- RECORDS FOR THIS EXERCISE -

━━━━━━━━━━━━━━━━━━━━

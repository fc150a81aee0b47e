//! `ToolRouter`: the single place a tool call passes through before it
//! touches the outside world. Runs the isolation-mode policy check,
//! schema validation, intent classification, capability/approval gating
//! (escalating to an approval request when a grant is missing),
//! destructive-signature hard denial, execution, and an output-scrub/
//! truncation pass around the result.

pub mod exec;
pub mod web_fetch;

use std::collections::HashMap;
use std::sync::Mutex;

use chrono::Duration as ChronoDuration;
use serde_json::Value;
use sha2::{Digest, Sha256};

use crate::approval::ApprovalWorkflow;
use crate::capability::CapabilityStore;
use crate::error::{CoreError, Result};
use crate::journal::DecisionJournal;
use crate::privacy::PrivacyScrubber;

use std::sync::Arc;

/// Classification of what an `exec` invocation does to the system, per
/// the rule table in the capability design. Other tools map onto
/// `ReadOnly` unless they declare themselves otherwise.
#[derive(Debug, Clone, Copy, PartialEq, Eq)]
pub enum ToolIntent {
    ReadOnly,
    NetworkImpacting,
    Mutating,
    PrivilegeImpacting,
}

pub fn intent_label(intent: ToolIntent) -> &'static str {
    match intent {
        ToolIntent::ReadOnly => "read-only",
        ToolIntent::NetworkImpacting => "network-impacting",
        ToolIntent::Mutating => "mutating",
        ToolIntent::PrivilegeImpacting => "privilege-impacting",
    }
}

/// Capabilities required for an `exec` call of the given intent, per the
/// rule table: read-only needs nothing; every other intent needs
/// `process.exec` plus an intent-specific capability.
pub fn exec_required_capabilities(intent: ToolIntent) -> Vec<String> {
    match intent {
        ToolIntent::ReadOnly => Vec::new(),
        ToolIntent::NetworkImpacting => vec!["process.exec".to_string(), "net.fetch".to_string()],
        ToolIntent::Mutating => vec![
            "process.exec".to_string(),
            "fs.write".to_string(),
            "process.exec.mutate".to_string(),
        ],
        ToolIntent::PrivilegeImpacting => vec!["process.exec".to_string(), "process.exec.privileged".to_string()],
    }
}

/// Whether a tool is subject to the generic `tool.high-risk` gate. `exec`
/// and `web_fetch` have their own dedicated rule-table rows instead and
/// report `Normal` here even though they're dangerous in their own right.
#[derive(Debug, Clone, Copy, PartialEq, Eq)]
pub enum RiskLevel {
    Normal,
    High,
}

#[derive(Debug, Clone)]
pub struct ToolCall {
    pub tool: String,
    pub args: Value,
    pub provenance: String,
    pub untrusted: bool,
}

#[derive(Debug, Clone)]
pub struct ToolOutcome {
    pub output: Value,
    pub truncated: bool,
}

#[async_trait::async_trait]
pub trait Tool: Send + Sync {
    fn name(&self) -> &'static str;

    /// `High` routes this tool through the generic `tool.high-risk` gate
    /// and makes it deniable outright when tool isolation mode is active.
    fn risk_level(&self) -> RiskLevel {
        RiskLevel::Normal
    }

    /// JSON Schema the call's `args` must satisfy. Compiled once per
    /// `(tool name, schema hash)` and cached by the router.
    fn json_schema(&self) -> &Value;

    fn classify_intent(&self, args: &Value) -> ToolIntent;

    /// `true` if this specific call must be hard-denied regardless of
    /// any grant or approval (e.g. a destructive shell signature).
    fn is_hard_denied(&self, args: &Value) -> Option<String>;

    /// Ordered list of approval gates this call must clear, each a
    /// `(intent label, required capabilities)` pair. A call blocks at the
    /// first ungranted gate without evaluating later gates, so one gate
    /// being satisfied never silently satisfies another (the resolution
    /// for the "allow-listed but non-read-intent" case: two independent
    /// asks, neither bypassed by the other).
    ///
    /// Default: a single gate derived from `risk_level` — `tool.high-risk`
    /// for high-risk tools, no gate at all otherwise. `exec` and
    /// `web_fetch` override this with their own rule-table rows.
    fn approval_gates(&self, _args: &Value) -> Vec<(String, Vec<String>)> {
        match self.risk_level() {
            RiskLevel::High => vec![("high-risk-tool".to_string(), vec!["tool.high-risk".to_string()])],
            RiskLevel::Normal => Vec::new(),
        }
    }

    async fn execute(&self, args: &Value) -> Result<ToolOutcome>;
}

pub struct ToolRouterConfig {
    pub max_output_bytes: usize,
    pub grant_ttl: ChronoDuration,
    /// When active, any high-risk tool call is denied outright
    /// (`TOOL_POLICY_BLOCKED`) rather than gated by approval — used when
    /// the turn is running a model/session that hasn't been vetted for
    /// trusted tool use.
    pub isolation_mode_active: bool,
}

impl Default for ToolRouterConfig {
    fn default() -> Self {
        Self {
            max_output_bytes: 64 * 1024,
            grant_ttl: ChronoDuration::minutes(30),
            isolation_mode_active: false,
        }
    }
}

/// Cache key for a compiled schema validator: the tool name plus a
/// content hash of its schema, so a tool that changes its schema across
/// versions doesn't reuse a stale compiled validator.
fn schema_cache_key(name: &str, schema: &Value) -> String {
    let mut hasher = Sha256::new();
    hasher.update(schema.to_string().as_bytes());
    format!("{name}:{}", hex::encode(hasher.finalize()))
}

pub struct ToolRouter {
    tools: Vec<Arc<dyn Tool>>,
    capabilities: Arc<CapabilityStore>,
    approvals: Arc<ApprovalWorkflow>,
    scrubber: Arc<PrivacyScrubber>,
    journal: Arc<DecisionJournal>,
    config: ToolRouterConfig,
    schema_cache: Mutex<HashMap<String, Arc<jsonschema::Validator>>>,
}

impl ToolRouter {
    pub fn new(
        capabilities: Arc<CapabilityStore>,
        approvals: Arc<ApprovalWorkflow>,
        scrubber: Arc<PrivacyScrubber>,
        journal: Arc<DecisionJournal>,
        config: ToolRouterConfig,
    ) -> Self {
        Self {
            tools: Vec::new(),
            capabilities,
            approvals,
            scrubber,
            journal,
            config,
            schema_cache: Mutex::new(HashMap::new()),
        }
    }

    pub fn register(&mut self, tool: Arc<dyn Tool>) {
        self.tools.push(tool);
    }

    fn lookup(&self, name: &str) -> Option<&Arc<dyn Tool>> {
        self.tools.iter().find(|t| t.name() == name)
    }

    /// Validates `args` against `tool`'s schema, compiling and caching the
    /// validator by `(name, schema-hash)` on first use. A schema that
    /// fails to compile is a configuration bug in the tool, not a caller
    /// error, so it's treated as a pass-through rather than blocking every
    /// call to that tool (mirrors the graceful-skip behavior used
    /// elsewhere in the corpus for uncompilable schemas).
    fn validate_schema(&self, tool: &Arc<dyn Tool>, args: &Value) -> Result<()> {
        let schema = tool.json_schema();
        let key = schema_cache_key(tool.name(), schema);

        let validator = {
            let mut cache = self.schema_cache.lock().unwrap_or_else(std::sync::PoisonError::into_inner);
            if let Some(validator) = cache.get(&key) {
                validator.clone()
            } else {
                match jsonschema::validator_for(schema) {
                    Ok(validator) => {
                        let validator = Arc::new(validator);
                        cache.insert(key, validator.clone());
                        validator
                    }
                    Err(_) => return Ok(()),
                }
            }
        };

        let errors: Vec<String> = validator.iter_errors(args).map(|e| e.to_string()).collect();
        if errors.is_empty() {
            Ok(())
        } else {
            Err(CoreError::ToolSchemaInvalid(errors.join("; ")))
        }
    }

    /// Run a tool call through the full middleware chain. On success the
    /// output has been passed through the privacy scrubber; every
    /// outcome (success, policy block, approval request) is recorded to
    /// the decision journal.
    pub async fn execute(&self, call: ToolCall, scope_id: &str) -> Result<ToolOutcome> {
        let tool = self
            .lookup(&call.tool)
            .ok_or_else(|| CoreError::ToolUnknown(call.tool.clone()))?
            .clone();

        if self.config.isolation_mode_active && tool.risk_level() == RiskLevel::High {
            let reason = format!("{} is high-risk and tool isolation mode is active", call.tool);
            self.journal.record_tool_denied(&call.tool, &reason);
            return Err(CoreError::ToolPolicyBlocked(reason));
        }

        self.validate_schema(&tool, &call.args)?;

        if let Some(reason) = tool.is_hard_denied(&call.args) {
            self.journal.record_tool_denied(&call.tool, &reason);
            return Err(CoreError::ToolExecDenied(reason));
        }

        for (gate_intent, required) in tool.approval_gates(&call.args) {
            if required.is_empty() {
                continue;
            }
            let scope_key = ApprovalWorkflow::scope_key(&call.tool, &gate_intent, call.untrusted);
            let consumed = self.capabilities.consume_required(&scope_key, &required, chrono::Utc::now());

            if consumed.is_none() {
                let outcome = self.approvals.request(
                    &call.tool,
                    &gate_intent,
                    &plan_summary(&call.args),
                    required,
                    &call.provenance,
                    call.untrusted,
                );
                self.journal
                    .record_approval_requested(&call.tool, outcome.request.id, outcome.deduplicated);
                return Err(CoreError::ToolApprovalRequired(outcome.request.id.to_string()));
            }
        }

        let outcome = match tool.execute(&call.args).await {
            Ok(outcome) => outcome,
            Err(err) => {
                self.journal.record_tool_denied(&call.tool, &err.to_string());
                return Err(err);
            }
        };
        let scrubbed_text = self.scrubber.scrub_unknown(&outcome.output, scope_id)?;

        let (truncated_value, truncated) = truncate_output(scrubbed_text, self.config.max_output_bytes);

        self.journal.record_tool_executed(&call.tool, truncated);

        Ok(ToolOutcome {
            output: truncated_value,
            truncated: truncated || outcome.truncated,
        })
    }
}

fn plan_summary(args: &Value) -> String {
    serde_json::to_string(args).unwrap_or_default()
}

fn truncate_output(value: Value, max_bytes: usize) -> (Value, bool) {
    match value {
        Value::String(s) if s.len() > max_bytes => {
            let truncated: String = s.chars().take(max_bytes).collect();
            (Value::String(truncated), true)
        }
        other => (other, false),
    }
}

━━━━━━━━━━━━━━━━━━━━

- ASSIGNED TASK -
Where a line in the records above includes the string "HashMap", show it.

- YOUR SOLUTION -
use std::collections::HashMap;
    schema_cache: Mutex<HashMap<String, Arc<jsonschema::Validator>>>,
            schema_cache: Mutex::new(HashMap::new()),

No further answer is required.